Emergenza edilizia per gli atenei

Università senza posti letto per uno studente su tre

di Eugenio Bruno


(FOTOGRAMMA)

3' di lettura

Nell’Italia delle tante emergenze legate all’università ce n’è una finora rimasta sotto traccia: l’assenza di posti letto per studenti. Fatta eccezione, forse, per gli appelli delle associazioni studentesche che all’insediamento di ogni governo e all’approssimarsi di ogni legge di bilancio pongono con forza il tema all’esecutivo di turno. Eppure i numeri lasciano poco spazio ai dubbi: l’anno scorso ha ottenuto un alloggio all’interno di una residenza o di un collegio universitario appena il 2% degli iscritti complessivi. Ma che l’offerta sia assolutamente insufficiente a coprire la domanda lo conferma anche un altro dato: il tasso di accoglimento delle richieste da parte degli aventi diritto si ferma al 63,5 per cento. Cifre allarmanti in un Paese che presenta un tasso di mobilità per ragioni di studio così elevato (su cui si veda altro articolo in pagina) e che non si è ancora liberato del fenomeno affitti in nero ai fuori sede.
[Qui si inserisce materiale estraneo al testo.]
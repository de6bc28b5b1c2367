//! Navigation helpers over ledger documents.
//!
//! Ledger documents are JSON trees in which a node is an object stored
//! under a key, and repeated nodes are arrays of objects under the same
//! key. A key holding a single bare object counts as one node. Lookups
//! search the whole tree, in document order, so callers never depend on
//! the exact nesting depth of a node.

use serde_json::{Map, Value};
use std::borrow::Cow;

/// Node names used by the ledger documents.
pub mod nodes {
    /// Container of the raw payment items.
    pub const PAY: &str = "Pay";
    /// A raw payment item.
    pub const ITEM: &str = "item";
    /// Root of the normalized tree.
    pub const EMPLOYEES: &str = "Employees";
    /// An employee in the normalized tree.
    pub const EMPLOYEE: &str = "Employee";
    /// A salary entry nested in an employee.
    pub const SALARY: &str = "salary";
}

/// Field names used by the ledger documents.
pub mod fields {
    /// Employee first name.
    pub const NAME: &str = "name";
    /// Employee surname.
    pub const SURNAME: &str = "surname";
    /// Amount text.
    pub const AMOUNT: &str = "amount";
    /// Period label.
    pub const PERIOD: &str = "period";
    /// Period label as spelled by older ledgers.
    pub const LEGACY_PERIOD: &str = "mount";
    /// Per-employee total written by the aggregator.
    pub const TOTAL_SALARY: &str = "totalSalary";
    /// Ledger grand total written by the aggregator.
    pub const TOTAL_AMOUNT: &str = "totalAmount";
}

/// A node of a ledger document.
pub type Node = Map<String, Value>;

/// Returns every node stored under `key` anywhere below `root`.
pub fn descendants<'a>(root: &'a Value, key: &str) -> Vec<&'a Node> {
    let mut found = Vec::new();
    collect(root, key, &mut found);
    found
}

/// Returns every node stored under `key` anywhere below `node`.
pub fn descendants_of<'a>(node: &'a Node, key: &str) -> Vec<&'a Node> {
    let mut found = Vec::new();
    collect_from_map(node, key, &mut found);
    found
}

fn collect<'a>(value: &'a Value, key: &str, found: &mut Vec<&'a Node>) {
    match value {
        Value::Object(map) => collect_from_map(map, key, found),
        Value::Array(items) => {
            for item in items {
                collect(item, key, found);
            }
        }
        _ => {}
    }
}

fn collect_from_map<'a>(map: &'a Node, key: &str, found: &mut Vec<&'a Node>) {
    for (name, child) in map {
        if name == key {
            match child {
                Value::Object(node) => found.push(node),
                Value::Array(items) => found.extend(items.iter().filter_map(Value::as_object)),
                _ => {}
            }
        }
        collect(child, key, found);
    }
}

/// Calls `visit` on every node stored under `key` anywhere below `root`.
pub fn visit_descendants_mut(root: &mut Value, key: &str, visit: &mut dyn FnMut(&mut Node)) {
    match root {
        Value::Object(map) => {
            for (name, child) in map.iter_mut() {
                if name == key {
                    match child {
                        Value::Object(node) => visit(node),
                        Value::Array(items) => {
                            for node in items.iter_mut().filter_map(Value::as_object_mut) {
                                visit(node);
                            }
                        }
                        _ => {}
                    }
                }
                visit_descendants_mut(child, key, visit);
            }
        }
        Value::Array(items) => {
            for item in items.iter_mut() {
                visit_descendants_mut(item, key, visit);
            }
        }
        _ => {}
    }
}

/// Returns true if `key` appears anywhere in the tree, whatever its value.
pub fn contains_key(root: &Value, key: &str) -> bool {
    match root {
        Value::Object(map) => map
            .iter()
            .any(|(name, child)| name == key || contains_key(child, key)),
        Value::Array(items) => items.iter().any(|item| contains_key(item, key)),
        _ => false,
    }
}

fn holds_node(value: &Value) -> bool {
    match value {
        Value::Object(_) => true,
        Value::Array(items) => items.iter().any(Value::is_object),
        _ => false,
    }
}

fn as_node_mut(value: &mut Value) -> Option<&mut Node> {
    match value {
        Value::Object(node) => Some(node),
        Value::Array(items) => items.iter_mut().find_map(Value::as_object_mut),
        _ => None,
    }
}

/// Returns the first node stored under `key`, in document order.
pub fn first_node_mut<'a>(root: &'a mut Value, key: &str) -> Option<&'a mut Node> {
    match root {
        Value::Object(map) => {
            for (name, child) in map.iter_mut() {
                if name == key && holds_node(child) {
                    return as_node_mut(child);
                }
                if let Some(found) = first_node_mut(child, key) {
                    return Some(found);
                }
            }
            None
        }
        Value::Array(items) => items.iter_mut().find_map(|item| first_node_mut(item, key)),
        _ => None,
    }
}

/// Appends `child` under `key` in `parent`, turning a single bare node
/// into an array when needed.
pub fn append_child(parent: &mut Node, key: &str, child: Node) {
    match parent.get_mut(key) {
        Some(Value::Array(items)) => items.push(Value::Object(child)),
        Some(existing @ Value::Object(_)) => {
            let first = existing.take();
            *existing = Value::Array(vec![first, Value::Object(child)]);
        }
        _ => {
            parent.insert(key.to_string(), Value::Array(vec![Value::Object(child)]));
        }
    }
}

/// Reads a scalar field as text. Strings are returned as-is, numbers and
/// booleans in their JSON spelling; anything else counts as absent.
pub fn field<'a>(node: &'a Node, name: &str) -> Option<Cow<'a, str>> {
    match node.get(name)? {
        Value::String(text) => Some(Cow::Borrowed(text.as_str())),
        Value::Number(number) => Some(Cow::Owned(number.to_string())),
        Value::Bool(flag) => Some(Cow::Owned(flag.to_string())),
        _ => None,
    }
}

/// Reads a scalar field as owned text, or an empty string when absent.
pub fn text(node: &Node, name: &str) -> String {
    field(node, name).map(Cow::into_owned).unwrap_or_default()
}

/// Reads the period label of an item or salary node, accepting the
/// legacy `mount` spelling.
pub fn period<'a>(node: &'a Node) -> Option<Cow<'a, str>> {
    field(node, fields::PERIOD).or_else(|| field(node, fields::LEGACY_PERIOD))
}

#[cfg(test)]
mod tests {
    use super::*;
    use serde_json::json;

    #[test]
    fn test_descendants_finds_arrays_and_bare_objects() {
        let doc = json!({
            "Pay": {
                "item": [ { "name": "A" }, { "name": "B" } ],
                "nested": { "item": { "name": "C" } }
            }
        });

        let names: Vec<String> = descendants(&doc, "item")
            .into_iter()
            .map(|n| text(n, "name"))
            .collect();
        assert_eq!(names, vec!["A", "B", "C"]);
    }

    #[test]
    fn test_descendants_skip_scalars_under_matching_key() {
        let doc = json!({ "item": "not a node", "list": [ { "item": 3 } ] });
        assert!(descendants(&doc, "item").is_empty());
    }

    #[test]
    fn test_descendants_of_node_stays_inside_node() {
        let doc = json!({
            "Employee": [
                { "name": "A", "salary": [ { "amount": "1" }, { "amount": "2" } ] },
                { "name": "B", "salary": { "amount": "3" } }
            ]
        });

        let employees = descendants(&doc, "Employee");
        assert_eq!(descendants_of(employees[0], "salary").len(), 2);
        assert_eq!(descendants_of(employees[1], "salary").len(), 1);
    }

    #[test]
    fn test_visit_descendants_mut_updates_every_node() {
        let mut doc = json!({ "Employee": [ { "name": "A" }, { "name": "B" } ] });
        visit_descendants_mut(&mut doc, "Employee", &mut |node| {
            node.insert("seen".to_string(), Value::Bool(true));
        });
        assert_eq!(doc["Employee"][0]["seen"], json!(true));
        assert_eq!(doc["Employee"][1]["seen"], json!(true));
    }

    #[test]
    fn test_first_node_mut_finds_nested_container() {
        let mut doc = json!({ "root": { "Pay": { "item": [] } } });
        let pay = first_node_mut(&mut doc, "Pay").unwrap();
        pay.insert("totalAmount".to_string(), json!("0.00"));
        assert_eq!(doc["root"]["Pay"]["totalAmount"], json!("0.00"));
    }

    #[test]
    fn test_first_node_mut_absent() {
        let mut doc = json!({ "Employees": {} });
        assert!(first_node_mut(&mut doc, "Pay").is_none());
    }

    #[test]
    fn test_append_child_promotes_single_node_to_array() {
        let mut pay = json!({ "item": { "name": "A" } });
        let parent = pay.as_object_mut().unwrap();

        let mut child = Node::new();
        child.insert("name".to_string(), json!("B"));
        append_child(parent, "item", child);

        assert_eq!(pay, json!({ "item": [ { "name": "A" }, { "name": "B" } ] }));
    }

    #[test]
    fn test_append_child_creates_missing_key() {
        let mut pay = json!({});
        append_child(pay.as_object_mut().unwrap(), "item", Node::new());
        assert_eq!(pay, json!({ "item": [ {} ] }));
    }

    #[test]
    fn test_field_reads_numbers_as_text() {
        let doc = json!({ "amount": 12.5, "period": "march", "flags": [] });
        let node = doc.as_object().unwrap();
        assert_eq!(field(node, "amount").as_deref(), Some("12.5"));
        assert_eq!(field(node, "period").as_deref(), Some("march"));
        assert_eq!(field(node, "flags"), None);
        assert_eq!(text(node, "missing"), "");
    }

    #[test]
    fn test_period_accepts_legacy_spelling() {
        let doc = json!({ "mount": "february" });
        assert_eq!(period(doc.as_object().unwrap()).as_deref(), Some("february"));

        let both = json!({ "period": "march", "mount": "february" });
        assert_eq!(period(both.as_object().unwrap()).as_deref(), Some("march"));
    }

    #[test]
    fn test_contains_key_sees_empty_containers() {
        let doc = json!({ "Employees": { "Employee": [] } });
        assert!(contains_key(&doc, "Employee"));
        assert!(!contains_key(&doc, "Pay"));
    }
}
//! Read-only queries over ledger documents.
//!
//! Raw-ledger queries look at `item` nodes; [`employees_from_tree`] reads
//! the normalized `Employee` nodes. None of these functions touch the disk.

use serde_json::Value;
use std::collections::HashMap;

use super::document::{self, fields, nodes, Node};
use crate::models::{Employee, EmployeeIdentity, PaymentRecord, PeriodAmount, SalaryEntry};
use crate::processing::AmountParser;

/// Placeholder used for a missing name or surname in listings.
pub const UNKNOWN: &str = "Unknown";

fn identity_of(node: &Node) -> EmployeeIdentity {
    let name = document::field(node, fields::NAME).map(|n| n.into_owned());
    let surname = document::field(node, fields::SURNAME).map(|s| s.into_owned());
    EmployeeIdentity::new(
        name.unwrap_or_else(|| UNKNOWN.to_string()),
        surname.unwrap_or_else(|| UNKNOWN.to_string()),
    )
}

fn belongs_to(node: &Node, name: &str, surname: &str) -> bool {
    document::field(node, fields::NAME).as_deref() == Some(name)
        && document::field(node, fields::SURNAME).as_deref() == Some(surname)
}

/// Returns every payment item of the raw ledger, in document order.
pub fn ledger_items(doc: &Value) -> Vec<PaymentRecord> {
    document::descendants(doc, nodes::ITEM)
        .into_iter()
        .map(|item| PaymentRecord {
            name: document::text(item, fields::NAME),
            surname: document::text(item, fields::SURNAME),
            amount: document::text(item, fields::AMOUNT),
            period: document::period(item).map(|p| p.into_owned()).unwrap_or_default(),
        })
        .collect()
}

/// Returns the distinct employees of the raw ledger, sorted by surname and
/// then by name.
pub fn employees_in(doc: &Value) -> Vec<EmployeeIdentity> {
    let mut identities: Vec<EmployeeIdentity> = document::descendants(doc, nodes::ITEM)
        .into_iter()
        .map(identity_of)
        .collect();

    identities.sort_by(|a, b| a.surname.cmp(&b.surname).then_with(|| a.name.cmp(&b.name)));
    identities.dedup();
    identities
}

/// Returns the (period, amount) pairs recorded for one employee, in
/// document order. Unparsable amounts read as the parser default.
pub fn salaries_of(
    doc: &Value,
    name: &str,
    surname: &str,
    parser: &AmountParser,
) -> Vec<PeriodAmount> {
    document::descendants(doc, nodes::ITEM)
        .into_iter()
        .filter(|item| belongs_to(item, name, surname))
        .map(|item| {
            PeriodAmount::new(
                document::period(item).map(|p| p.into_owned()).unwrap_or_default(),
                parser.parse(document::field(item, fields::AMOUNT).as_deref()),
            )
        })
        .collect()
}

/// Returns true if `item` records a payment for the exact
/// (name, surname, period) triple.
pub fn is_payment(item: &Node, name: &str, surname: &str, period: &str) -> bool {
    belongs_to(item, name, surname) && document::period(item).as_deref() == Some(period)
}

/// Returns true if the raw ledger holds a record for the exact
/// (name, surname, period) triple.
pub fn contains_payment(doc: &Value, name: &str, surname: &str, period: &str) -> bool {
    document::descendants(doc, nodes::ITEM)
        .into_iter()
        .any(|item| is_payment(item, name, surname, period))
}

/// Reads the employees of a normalized tree.
///
/// Several `Employee` nodes with the same name and surname are merged into
/// one employee at the position of the first, keeping their salary entries
/// in document order.
pub fn employees_from_tree(doc: &Value, parser: &AmountParser) -> Vec<Employee> {
    let mut employees: Vec<Employee> = Vec::new();
    let mut positions: HashMap<EmployeeIdentity, usize> = HashMap::new();

    for node in document::descendants(doc, nodes::EMPLOYEE) {
        let identity = identity_of(node);
        let index = *positions.entry(identity.clone()).or_insert_with(|| {
            employees.push(Employee::new(identity.name, identity.surname));
            employees.len() - 1
        });

        let salaries = document::descendants_of(node, nodes::SALARY)
            .into_iter()
            .map(|salary| SalaryEntry {
                period: document::period(salary).map(|p| p.into_owned()).unwrap_or_default(),
                amount: parser.parse(document::field(salary, fields::AMOUNT).as_deref()),
            });
        employees[index].salaries.extend(salaries);
    }

    employees
}

#[cfg(test)]
mod tests {
    use super::*;
    use rust_decimal::Decimal;
    use serde_json::json;

    fn ledger() -> Value {
        json!({
            "Pay": {
                "item": [
                    { "name": "Alice", "surname": "Smith", "amount": "100.50", "period": "march" },
                    { "name": "Boris", "surname": "Ivanov",
                      "amount": "1 200,00", "period": "january" },
                    { "name": "Alice", "surname": "Smith", "amount": "50,25", "period": "january" },
                    { "name": "Boris", "surname": "Ivanov", "amount": 800, "mount": "february" },
                    { "name": "Anna", "surname": "Ivanov", "amount": "oops", "period": "march" }
                ]
            }
        })
    }

    #[test]
    fn test_ledger_items_read_legacy_period_and_numbers() {
        let items = ledger_items(&ledger());
        assert_eq!(items.len(), 5);
        assert_eq!(items[3].period, "february");
        assert_eq!(items[3].amount, "800");
    }

    #[test]
    fn test_employees_sorted_by_surname_then_name_without_duplicates() {
        let names: Vec<String> = employees_in(&ledger())
            .iter()
            .map(EmployeeIdentity::full_name)
            .collect();
        assert_eq!(names, vec!["Anna Ivanov", "Boris Ivanov", "Alice Smith"]);
    }

    #[test]
    fn test_employees_with_missing_names_are_unknown() {
        let doc = json!({ "Pay": { "item": { "amount": "1" } } });
        assert_eq!(employees_in(&doc), vec![EmployeeIdentity::new(UNKNOWN, UNKNOWN)]);
    }

    #[test]
    fn test_salaries_of_keeps_document_order() {
        let salaries = salaries_of(&ledger(), "Alice", "Smith", &AmountParser::default());
        assert_eq!(
            salaries,
            vec![
                PeriodAmount::new("march", Decimal::new(10050, 2)),
                PeriodAmount::new("january", Decimal::new(5025, 2)),
            ]
        );
    }

    #[test]
    fn test_salaries_of_unparsable_amount_is_default() {
        let salaries = salaries_of(&ledger(), "Anna", "Ivanov", &AmountParser::default());
        assert_eq!(salaries, vec![PeriodAmount::new("march", Decimal::ZERO)]);
    }

    #[test]
    fn test_contains_payment_matches_exact_triple() {
        let doc = ledger();
        assert!(contains_payment(&doc, "Alice", "Smith", "march"));
        assert!(contains_payment(&doc, "Boris", "Ivanov", "february"));
        assert!(!contains_payment(&doc, "Alice", "Smith", "february"));
        assert!(!contains_payment(&doc, "alice", "Smith", "march"));
    }

    #[test]
    fn test_employees_from_tree_merges_repeated_nodes() {
        let tree = json!({
            "Employees": {
                "Employee": [
                    { "name": "Alice", "surname": "Smith",
                      "salary": [ { "amount": "1", "period": "march" } ] },
                    { "name": "Boris", "surname": "Ivanov",
                      "salary": { "amount": "2", "period": "march" } },
                    { "name": "Alice", "surname": "Smith",
                      "salary": [ { "amount": "3", "period": "april" } ] }
                ]
            }
        });

        let employees = employees_from_tree(&tree, &AmountParser::default());
        assert_eq!(employees.len(), 2);
        assert_eq!(employees[0].full_name(), "Alice Smith");
        assert_eq!(employees[0].salaries.len(), 2);
        assert_eq!(employees[0].total(), Ok(Decimal::from(4)));
        assert_eq!(employees[1].full_name(), "Boris Ivanov");
    }
}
I posti letto insufficienti

Secondo le ultime rilevazioni del ministero dell’Istruzione relative all’anno accademico 2017/2018, a fronte di 1,8 milioni di iscritti all’università o agli istituti di Alta formazione artistica musicale e coreutica (Afam), le domande di alloggio arrivate agli enti regionali per il diritto allo studio sono state 75.775. Laddove le disponibilità di posti lungo l’intera Penisola - tra residenze e collegi universitari - si sono fermate a 48.143 (pari come detto al 63,5% delle richieste). In pratica più di uno studente su tre vede rigettata la sua domanda per assenza di alloggi. E il trend non lascia ben sperare visto che l’anno prima i posti erano 48.868, inclusi però i 1.950 gestiti direttamente degli atenei (un dato che per il 2017/2018 non è ancora disponibile). Ma a complicare lo scenario interviene, come spesso accade quando si parla di istruzione nel nostro Paese, un’articolazione territoriale del problema che varia di regione e regione. Visto che si passa dai posti superiori alle domande di Veneto, Campania e Basilicata a una scopertura più o meno del 55% nel Lazio e nelle Marche e del 47% in Calabria.

Gli ultimi bandi

Di edilizia universitaria si è tornato a parlare di recente grazie alla recente pubblicazione sulla Gazzetta Ufficiale di due “decreti piano” del Miur, entrambi in attuazione del IV bando risalente al 2016. Il primo (Dm 852/2018) prevede il cofinanziamento statale per 13 interventi di efficientamento e/o miglioramento energetico su residenze universitarie già esistenti per un importo complessivo di 5,5 milioni. Il secondo (Dm 853/2018) ammette invece al finanziamento 80 progetti di ristrutturazione, nuova costruzione o ampliamento di residenze universitarie. Di questi, 35 possono godere dell’immediata assegnazione del cofinanziamento statale per un totale di 131,1 milioni. Laddove gli altri 45 sono stati ammessi “con riserva” in attesa che siano reperite le risorse necessarie. Che, come spiegano da viale Trastevere, dovrebbero arrivare dai 200 milioni aggiuntivi provenienti dal “Fondo per gli investimenti e lo sviluppo infrastrutturale del Paese” previsto dalla legge di bilancio 2018.

L’appello degli studenti

Neanche il doppio sblocco sembra aver tranquillizzato gli studenti. Come confermano le proteste di Link coordinamento universitario che, da un lato, ha stigmatizzato i due anni di ritardo con cui sono arrivati i decreti rispetto al bando e, dall’altro, li ha definiti una soluzione comunque «non definitiva» all’emergenza alloggio. A suo tempo denunciata dal Consiglio nazionale degli studenti universitari nel tradizionale rapporto sulla condizione studentesca e rimasta però inascoltata.